Perhaps of all his essays, three might be selected as most characteristic of certain recurrent moods. That one on Denys L’Auxerrois, where the sweet, perilous legend of the exiled god — has he really been ever far from us, that treacherous Son of scorched white Flesh? — leads us so far, so strangely far. That one on Watteau, the Prince of Court Painters, where his passion for things faded and withdrawn reaches its climax. For Pater, like Antoine, is one of those always ready to turn a little wearily from the pressure of their own too vivid days, and seek a wistful escape in some fantastic valley of dreams. Watteau’s “happy valley” is, indeed, sadder than our most crowded hours — how should it not be, when it is no “valley” at all, but the melancholy cypress-alleys of Versailles? — but, though sadder, it is so fine; so fine and rare and gay!

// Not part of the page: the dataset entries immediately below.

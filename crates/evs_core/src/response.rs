use serde_json::{Map, Value};

/// Best-effort body decoding: JSON when it parses, the raw text otherwise.
pub fn parse_body(text: &str) -> Value {
    if text.trim().is_empty() {
        return Value::Null;
    }
    serde_json::from_str(text).unwrap_or_else(|_| Value::String(text.to_string()))
}

/// Job id from a creation response: `id`, then `jobId`, then the client id.
pub fn resolve_job_id(body: &Value, client_id: &str) -> String {
    as_object(body)
        .and_then(|object| {
            ["id", "jobId"]
                .iter()
                .find_map(|field| object.get(*field).and_then(id_text))
        })
        .unwrap_or_else(|| client_id.to_string())
}

fn id_text(value: &Value) -> Option<String> {
    match value {
        Value::String(s) if !s.trim().is_empty() => Some(s.trim().to_string()),
        Value::Number(n) => Some(n.to_string()),
        _ => None,
    }
}

/// Fields of a status response; each is `None` when absent or unusable.
#[derive(Debug, Clone, PartialEq, Default)]
pub struct StatusFields {
    pub status: Option<String>,
    pub progress: Option<f64>,
}

/// Extract status and progress, or `None` if the body is not a JSON object
/// (directly or as JSON-encoded text).
pub fn status_fields(body: &Value) -> Option<StatusFields> {
    let object = as_object(body)?;
    let status = ["status", "jobStatus", "state"]
        .iter()
        .find_map(|field| match object.get(*field)? {
            Value::String(s) => Some(s.trim().to_string()),
            Value::Number(n) => Some(n.to_string()),
            _ => None,
        });
    let progress = object.get("progress").and_then(progress_value);
    Some(StatusFields { status, progress })
}

fn progress_value(value: &Value) -> Option<f64> {
    let number = match value {
        Value::Number(n) => n.as_f64()?,
        Value::String(s) => s.trim().trim_end_matches('%').trim().parse().ok()?,
        _ => return None,
    };
    number.is_finite().then(|| number.clamp(0.0, 100.0))
}

fn as_object(body: &Value) -> Option<Map<String, Value>> {
    match body {
        Value::Object(object) => Some(object.clone()),
        Value::String(text) => match serde_json::from_str(text).ok()? {
            Value::Object(object) => Some(object),
            _ => None,
        },
        _ => None,
    }
}

#[cfg(test)]
mod tests {
    use super::*;
    use serde_json::json;

    #[test]
    fn server_id_wins_over_client_id() {
        let body = json!({"id": "srv-1", "jobId": "other", "status": "EVS Checkin"});
        assert_eq!(resolve_job_id(&body, "client-1"), "srv-1");
    }

    #[test]
    fn job_id_field_is_second_choice() {
        assert_eq!(resolve_job_id(&json!({"jobId": 77}), "client-1"), "77");
        assert_eq!(resolve_job_id(&json!({"id": " ", "jobId": "j-2"}), "client-1"), "j-2");
    }

    #[test]
    fn string_bodies_are_parsed_before_lookup() {
        let body = Value::String(r#"{"id":"srv-9"}"#.to_string());
        assert_eq!(resolve_job_id(&body, "client-1"), "srv-9");
    }

    #[test]
    fn falls_back_to_client_id() {
        assert_eq!(resolve_job_id(&Value::Null, "client-1"), "client-1");
        assert_eq!(resolve_job_id(&parse_body("accepted"), "client-1"), "client-1");
    }

    #[test]
    fn parse_body_keeps_non_json_text() {
        assert_eq!(parse_body("<html>oops</html>"), json!("<html>oops</html>"));
        assert_eq!(parse_body(""), Value::Null);
        assert_eq!(parse_body(r#"{"a":1}"#), json!({"a": 1}));
    }

    #[test]
    fn status_fields_accept_numeric_strings_and_clamp() {
        let fields = status_fields(&json!({"status": "Running", "progress": "45.5%"})).unwrap();
        assert_eq!(fields.status.as_deref(), Some("Running"));
        assert_eq!(fields.progress, Some(45.5));

        let fields = status_fields(&json!({"progress": 250})).unwrap();
        assert_eq!(fields.status, None);
        assert_eq!(fields.progress, Some(100.0));
    }

    #[test]
    fn status_fields_ignore_unusable_progress() {
        let fields = status_fields(&json!({"state": "Queued", "progress": "soon"})).unwrap();
        assert_eq!(fields.status.as_deref(), Some("Queued"));
        assert_eq!(fields.progress, None);
    }

    #[test]
    fn non_object_bodies_have_no_fields() {
        assert_eq!(status_fields(&json!("gateway timeout")), None);
        assert_eq!(status_fields(&json!([1, 2])), None);
        assert_eq!(status_fields(&Value::Null), None);
    }
}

And along the borders of it and under its clipped trees, by its fountains and ghostly lawns, still, still can one catch in the twilight the shimmer of the dancing feet of the Phantom-Pierrot, and the despair in his smile! For him, too — for Gilles the Mummer — as for Antoine Watteau and Walter Pater, the wistfulness of such places is not inconsistent with their levity. Soon the music must stop. Soon it must be only a garden, “only a garden of Lenotre, correct, ridiculous and charming.” For the lips of the Despair of Pierrot cannot always touch the lips of the Mockery of Columbine; in the end, the Ultimate Futility must turn them both to stone!